Personal Blogs-How Much Background

by admin

I wrote this a while ago as part of a suggestion to a friend who wanted to start a personal blog but was having mixed feelings about format. If the blog was meant to be personal should he include a lot of extra detail to give context as to what was happening in his day-to-day life? My opinion was that you could never fill people in entirely even if you wrote a autobiography so not become too concerned with the length or amount of detail in your “about me” page, or even in your posts, unless it’s pertinent to your point.

Why try and bring everyone up to date as you begin your blog? Let the details come out as you go and they will establish the setting entirely. Involve the reader in small interesting things that are of you and your life, that are enough in themselves to create interest in your site. Otherwise you risk getting to heavy-handed and pretentious over presentation. Trust that you and your take on things are interesting enough to carry your writing and your site.

This applies to the abstract thread that runs through blog posts as well as the “real life” elements that you include also.
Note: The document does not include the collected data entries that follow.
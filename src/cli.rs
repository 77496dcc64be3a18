use clap::{Parser, ValueEnum};

#[derive(Parser)]
#[command(version, about = "Transport-translating reverse proxy for MCP", long_about = None)]
pub struct Cli {
    /// Transport the frontend (client-facing) listener speaks.
    #[arg(long = "input-mode", value_enum, default_value_t = TransportModeArg::Sse)]
    pub input_mode: TransportModeArg,

    /// Transport used to reach the upstream MCP server.
    #[arg(long = "output-mode", value_enum, default_value_t = TransportModeArg::Streamable)]
    pub output_mode: TransportModeArg,

    /// Port the frontend listener binds.
    #[arg(long, default_value_t = 3000)]
    pub port: u16,

    /// Upstream URL. Defaults to a localhost address shaped for --output-mode.
    #[arg(long)]
    pub endpoint: Option<String>,

    /// Path the SSE frontend's long-lived GET stream is served on.
    #[arg(long = "sse-endpoint", default_value = "/sse")]
    pub sse_endpoint: String,

    /// Path the streamable-HTTP frontend accepts POSTs on.
    #[arg(long = "http-endpoint", default_value = "/mcp")]
    pub http_endpoint: String,
}

#[derive(Debug, Clone, Copy, PartialEq, Eq, ValueEnum)]
pub enum TransportModeArg {
    Sse,
    Streamable,
}
use std::sync::Arc;

use async_trait::async_trait;
use futures::StreamExt;
use tokio::sync::{mpsc, Mutex};
use url::Url;

use super::{UpstreamClient, UpstreamConnection, UpstreamError};
use crate::codec::NdjsonDecoder;
use crate::jsonrpc::Frame;

const INCOMING_CHANNEL_CAPACITY: usize = 64;

/// Upstream client for a streamable-HTTP server. `send` opens a POST whose
/// NDJSON response body is read until it ends; every frame read is pushed
/// onto the shared incoming channel. Calls are serialized per client with an
/// async mutex, matching the spec's "one in-flight POST at a time" rule.
pub struct StreamableUpstreamClient {
    http: reqwest::Client,
    endpoint: Url,
    tx: mpsc::Sender<Frame>,
    send_lock: Mutex<()>,
}

impl StreamableUpstreamClient {
    pub async fn connect(endpoint: &Url) -> Result<UpstreamConnection, UpstreamError> {
        let (tx, rx) = mpsc::channel(INCOMING_CHANNEL_CAPACITY);
        let client = Self {
            http: reqwest::Client::new(),
            endpoint: endpoint.clone(),
            tx,
            send_lock: Mutex::new(()),
        };
        Ok(UpstreamConnection { client: Arc::new(client), incoming: rx })
    }
}

#[async_trait]
impl UpstreamClient for StreamableUpstreamClient {
    async fn send(&self, frame: Frame) -> Result<(), UpstreamError> {
        let _guard = self.send_lock.lock().await;

        let resp = self
            .http
            .post(self.endpoint.clone())
            .header(reqwest::header::ACCEPT, "application/x-ndjson, application/json")
            .json(&frame)
            .send()
            .await
            .map_err(|e| UpstreamError::SendFailed(e.to_string()))?;

        if !resp.status().is_success() {
            return Err(UpstreamError::SendFailed(format!("upstream returned {}", resp.status())));
        }

        let mut stream = resp.bytes_stream();
        let mut decoder = NdjsonDecoder::new();
        while let Some(chunk) = stream.next().await {
            let chunk = chunk.map_err(|e| UpstreamError::SendFailed(e.to_string()))?;
            for item in decoder.feed(&chunk) {
                match item {
                    Ok(f) => {
                        if self.tx.send(f).await.is_err() {
                            return Ok(());
                        }
                    }
                    Err(e) => log::warn!("dropping unparseable NDJSON line from upstream: {e}"),
                }
            }
        }
        if let Some(item) = decoder.flush() {
            match item {
                Ok(f) => {
                    let _ = self.tx.send(f).await;
                }
                Err(e) => log::warn!("dropping unparseable trailing NDJSON line from upstream: {e}"),
            }
        }

        Ok(())
    }

    async fn close(&self) {}
}
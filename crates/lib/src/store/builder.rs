//! Runs a derivation's builder in an isolated environment.

use std::path::Path;

use thiserror::Error;
use tokio::process::Command;
use tracing::{debug, info};

use super::Derivation;

#[derive(Debug, Error)]
pub enum BuilderError {
  #[error("failed to spawn builder '{builder}': {source}")]
  Spawn {
    builder: String,
    #[source]
    source: std::io::Error,
  },

  #[error("builder '{builder}' exited with {}{}", describe_exit(.code), tail(.stderr))]
  Failed {
    builder: String,
    code: Option<i32>,
    stderr: String,
  },

  #[error("builder did not produce output '{output}' at {path}")]
  MissingOutput { output: String, path: String },

  #[error("failed to prepare build directory: {0}")]
  Io(#[from] std::io::Error),
}

fn describe_exit(code: &Option<i32>) -> String {
  match code {
    Some(code) => format!("code {code}"),
    None => "a signal".to_string(),
  }
}

fn tail(stderr: &str) -> String {
  let lines: Vec<&str> = stderr.lines().rev().take(10).collect();
  if lines.is_empty() {
    return String::new();
  }
  let mut out = String::from("; last lines of stderr:");
  for line in lines.into_iter().rev() {
    out.push_str("\n  ");
    out.push_str(line);
  }
  out
}

/// Run `drv.builder` with `drv.args` inside `build_dir`.
///
/// The environment is cleared and replaced by:
/// - `PATH=/path-not-set` so undeclared tools fail fast
/// - `HOME=/homeless-shelter`
/// - `TMPDIR`, `TMP`, `TEMP`, `TEMPDIR` pointing at `build_dir/tmp`
/// - `SPROUT_BUILD_TOP` set to `build_dir`
/// - the derivation's own `env`, which includes one variable per output path
///
/// Every output path must exist once the builder exits successfully.
pub async fn run_builder(drv: &Derivation, build_dir: &Path) -> Result<(), BuilderError> {
  info!(name = %drv.name, builder = %drv.builder, "running builder");

  let tmp_dir = build_dir.join("tmp");
  tokio::fs::create_dir_all(&tmp_dir).await?;

  for path in drv.output_paths().values() {
    remove_stale(path.as_path()).await?;
  }

  let mut command = Command::new(&drv.builder);
  command
    .args(&drv.args)
    .current_dir(build_dir)
    .env_clear()
    .env("PATH", "/path-not-set")
    .env("HOME", "/homeless-shelter")
    .env("TMPDIR", &tmp_dir)
    .env("TMP", &tmp_dir)
    .env("TEMP", &tmp_dir)
    .env("TEMPDIR", &tmp_dir)
    .env("SPROUT_BUILD_TOP", build_dir)
    .env("LANG", "C")
    .env("LC_ALL", "C")
    // 1980-01-01, the ZIP epoch
    .env("SOURCE_DATE_EPOCH", "315532800")
    .envs(&drv.env);

  debug!(working_dir = ?build_dir, args = ?drv.args, "spawning builder");

  let output = command.output().await.map_err(|source| BuilderError::Spawn {
    builder: drv.builder.clone(),
    source,
  })?;

  let stdout = String::from_utf8_lossy(&output.stdout);
  let stderr = String::from_utf8_lossy(&output.stderr);
  if !stdout.is_empty() {
    debug!(stdout = %stdout.trim_end(), "builder stdout");
  }
  if !stderr.is_empty() {
    debug!(stderr = %stderr.trim_end(), "builder stderr");
  }

  if !output.status.success() {
    return Err(BuilderError::Failed {
      builder: drv.builder.clone(),
      code: output.status.code(),
      stderr: stderr.into_owned(),
    });
  }

  for (name, path) in drv.output_paths() {
    if tokio::fs::symlink_metadata(path.as_path()).await.is_err() {
      return Err(BuilderError::MissingOutput {
        output: name,
        path: path.to_string(),
      });
    }
  }

  Ok(())
}

async fn remove_stale(path: &Path) -> std::io::Result<()> {
  match tokio::fs::symlink_metadata(path).await {
    Ok(meta) if meta.is_dir() => tokio::fs::remove_dir_all(path).await,
    Ok(_) => tokio::fs::remove_file(path).await,
    Err(e) if e.kind() == std::io::ErrorKind::NotFound => Ok(()),
    Err(e) => Err(e),
  }
}

#[cfg(test)]
#[cfg(unix)]
mod tests {
  use super::*;
  use crate::util::testutil::sh_derivation;
  use tempfile::TempDir;

  #[tokio::test]
  async fn builder_writes_output() {
    let temp = TempDir::new().unwrap();
    let store_dir = temp.path().join("store");
    std::fs::create_dir_all(&store_dir).unwrap();
    let drv = sh_derivation(&store_dir, "greeting", "echo hello > \"$out\"");
    let build_dir = temp.path().join("build");

    run_builder(&drv, &build_dir).await.unwrap();

    let out = drv.output_path("out").unwrap();
    assert_eq!(std::fs::read_to_string(out.as_path()).unwrap(), "hello\n");
  }

  #[tokio::test]
  async fn environment_is_isolated() {
    let temp = TempDir::new().unwrap();
    let store_dir = temp.path().join("store");
    std::fs::create_dir_all(&store_dir).unwrap();
    let drv = sh_derivation(&store_dir, "env", "echo \"$PATH:$HOME\" > \"$out\"");

    run_builder(&drv, &temp.path().join("build")).await.unwrap();

    let out = drv.output_path("out").unwrap();
    assert_eq!(
      std::fs::read_to_string(out.as_path()).unwrap(),
      "/path-not-set:/homeless-shelter\n"
    );
  }

  #[tokio::test]
  async fn failing_builder_reports_stderr() {
    let temp = TempDir::new().unwrap();
    let store_dir = temp.path().join("store");
    std::fs::create_dir_all(&store_dir).unwrap();
    let drv = sh_derivation(&store_dir, "broken", "echo boom >&2; exit 3");

    let err = run_builder(&drv, &temp.path().join("build")).await.unwrap_err();
    match &err {
      BuilderError::Failed { code, stderr, .. } => {
        assert_eq!(*code, Some(3));
        assert!(stderr.contains("boom"));
      }
      other => panic!("unexpected error: {other}"),
    }
    assert!(err.to_string().contains("boom"));
  }

  #[tokio::test]
  async fn missing_output_is_an_error() {
    let temp = TempDir::new().unwrap();
    let store_dir = temp.path().join("store");
    std::fs::create_dir_all(&store_dir).unwrap();
    let drv = sh_derivation(&store_dir, "lazy", "true");

    let err = run_builder(&drv, &temp.path().join("build")).await.unwrap_err();
    assert!(matches!(err, BuilderError::MissingOutput { .. }));
  }
}
//! The build lock: one process at a time may build into a store.
//!
//! The lock is an OS file lock on `<db>/build.lock`. The holder writes its pid
//! and start time into the file so a waiting process can say who it waits for.
//! The OS releases the lock when the holder exits, so a stale file is harmless.

use std::fs::{File, OpenOptions};
use std::io::{self, Read, Seek, SeekFrom, Write};
use std::path::{Path, PathBuf};
use std::thread;
use std::time::{Duration, Instant, SystemTime, UNIX_EPOCH};

use serde::{Deserialize, Serialize};
use thiserror::Error;
use tracing::{debug, info};

const LOCK_FILENAME: &str = "build.lock";
const POLL_INTERVAL: Duration = Duration::from_millis(100);

/// Who holds the lock, as recorded in the lock file.
#[derive(Debug, Clone, PartialEq, Eq, Serialize, Deserialize)]
pub struct Holder {
  pub pid: u32,
  pub since_unix: u64,
  pub purpose: String,
}

impl std::fmt::Display for Holder {
  fn fmt(&self, f: &mut std::fmt::Formatter<'_>) -> std::fmt::Result {
    write!(f, "{} (pid {}, since unix time {})", self.purpose, self.pid, self.since_unix)
  }
}

#[derive(Debug, Error)]
pub enum StoreLockError {
  #[error(
    "gave up after {}s waiting for the store build lock{}\n\
     If no sprout process is running, remove {}",
    .waited.as_secs(),
    .holder.as_ref().map(|h| format!(" held by {h}")).unwrap_or_default(),
    .lock_path.display()
  )]
  Timeout {
    lock_path: PathBuf,
    holder: Option<Holder>,
    waited: Duration,
  },

  #[error("failed to lock '{path}': {source}")]
  Io {
    path: PathBuf,
    #[source]
    source: io::Error,
  },
}

/// A held build lock; released on drop.
pub struct BuildLock {
  file: File,
  path: PathBuf,
}

impl BuildLock {
  /// Lock `db_dir`, waiting up to `wait` for another holder to finish.
  pub fn acquire(db_dir: &Path, purpose: &str, wait: Duration) -> Result<Self, StoreLockError> {
    let path = db_dir.join(LOCK_FILENAME);

    std::fs::create_dir_all(db_dir).map_err(io_error(&path))?;
    let file = OpenOptions::new()
      .read(true)
      .write(true)
      .create(true)
      .truncate(false)
      .open(&path)
      .map_err(io_error(&path))?;

    let start = Instant::now();
    let mut announced = false;
    loop {
      match try_lock(&file) {
        Ok(()) => break,
        Err(e) if e.kind() == io::ErrorKind::WouldBlock => {}
        Err(e) => return Err(io_error(&path)(e)),
      }
      let waited = start.elapsed();
      if waited >= wait {
        return Err(StoreLockError::Timeout {
          holder: read_holder(&path),
          lock_path: path,
          waited,
        });
      }
      if !announced {
        match read_holder(&path) {
          Some(holder) => info!(%holder, "waiting for the store build lock"),
          None => info!("waiting for the store build lock"),
        }
        announced = true;
      }
      thread::sleep(POLL_INTERVAL);
    }

    let lock = BuildLock { file, path };
    lock.record(purpose).map_err(io_error(&lock.path))?;
    debug!(path = %lock.path.display(), "acquired build lock");
    Ok(lock)
  }

  pub fn holder(&self) -> Option<Holder> {
    let mut file = &self.file;
    file.seek(SeekFrom::Start(0)).ok()?;
    let mut contents = String::new();
    file.read_to_string(&mut contents).ok()?;
    serde_json::from_str(&contents).ok()
  }

  fn record(&self, purpose: &str) -> io::Result<()> {
    let holder = Holder {
      pid: std::process::id(),
      since_unix: SystemTime::now()
        .duration_since(UNIX_EPOCH)
        .unwrap_or_default()
        .as_secs(),
      purpose: purpose.to_string(),
    };
    let json = serde_json::to_vec(&holder).map_err(io::Error::other)?;

    let mut file = &self.file;
    file.set_len(0)?;
    file.seek(SeekFrom::Start(0))?;
    file.write_all(&json)?;
    file.flush()
  }
}

fn io_error(path: &Path) -> impl FnOnce(io::Error) -> StoreLockError + '_ {
  move |source| StoreLockError::Io {
    path: path.to_path_buf(),
    source,
  }
}

fn read_holder(path: &Path) -> Option<Holder> {
  let contents = std::fs::read_to_string(path).ok()?;
  serde_json::from_str(&contents).ok()
}

#[cfg(unix)]
fn try_lock(file: &File) -> io::Result<()> {
  use rustix::fs::{FlockOperation, flock};
  use std::os::unix::io::AsFd;

  flock(file.as_fd(), FlockOperation::NonBlockingLockExclusive).map_err(io::Error::from)
}

#[cfg(windows)]
fn try_lock(file: &File) -> io::Result<()> {
  use std::os::windows::io::AsRawHandle;
  use windows_sys::Win32::Foundation::{ERROR_LOCK_VIOLATION, HANDLE};
  use windows_sys::Win32::Storage::FileSystem::{LOCKFILE_EXCLUSIVE_LOCK, LOCKFILE_FAIL_IMMEDIATELY, LockFileEx};

  let handle = file.as_raw_handle() as HANDLE;
  // SAFETY: OVERLAPPED is plain data and valid when zeroed; the handle is owned by `file`.
  let ok = unsafe {
    let mut overlapped = std::mem::zeroed();
    LockFileEx(
      handle,
      LOCKFILE_FAIL_IMMEDIATELY | LOCKFILE_EXCLUSIVE_LOCK,
      0,
      1,
      0,
      &mut overlapped,
    )
  };
  if ok != 0 {
    return Ok(());
  }
  let err = io::Error::last_os_error();
  if err.raw_os_error() == Some(ERROR_LOCK_VIOLATION as i32) {
    return Err(io::Error::from(io::ErrorKind::WouldBlock));
  }
  Err(err)
}
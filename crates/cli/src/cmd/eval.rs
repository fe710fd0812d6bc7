//! Implementation of the `sprout eval` command.

use anyhow::{Context, Result};
use clap::Args;

use crate::command::{Command, InstallableArg, PackageSearch};
use crate::output::print_json;

#[derive(Args)]
pub struct EvalCommand {
  #[command(flatten)]
  arg: InstallableArg,

  /// Print the value as JSON, strings included
  #[arg(long)]
  json: bool,
}

impl Command for EvalCommand {
  fn run(&mut self) -> Result<()> {
    let installable = self.arg.installable(&PackageSearch)?;
    let evaluator = self.arg.source.eval.get_eval_state()?;
    let value = installable.to_value(evaluator.as_ref())?;
    let json = value
      .to_json()
      .with_context(|| format!("Failed to evaluate '{}'", installable.what()))?;

    match json {
      serde_json::Value::String(s) if !self.json => println!("{s}"),
      other => print_json(&other)?,
    }
    Ok(())
  }
}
As to style: should your imagined or intended audience to find your approach and your tone? You count too many different approaches and sensibilities in your friends and acquaintances to really write “for” anyone but yourself. You haven’t the slightest idea who will run across your blog anyway. To proceed in the most honest way possible, knowing that you will defy the interest of some people, is your only option.

What do I write when I’m not answering an e-mail? What do I think when I’m alone thinking? I suppose that’s what goes in a blog. Responses to no one. Other people and small incidents will draw you out as you share them, but in my opinion the best personal blogs and the best writing is that in which those things are secondary to your own small, honest, original musings.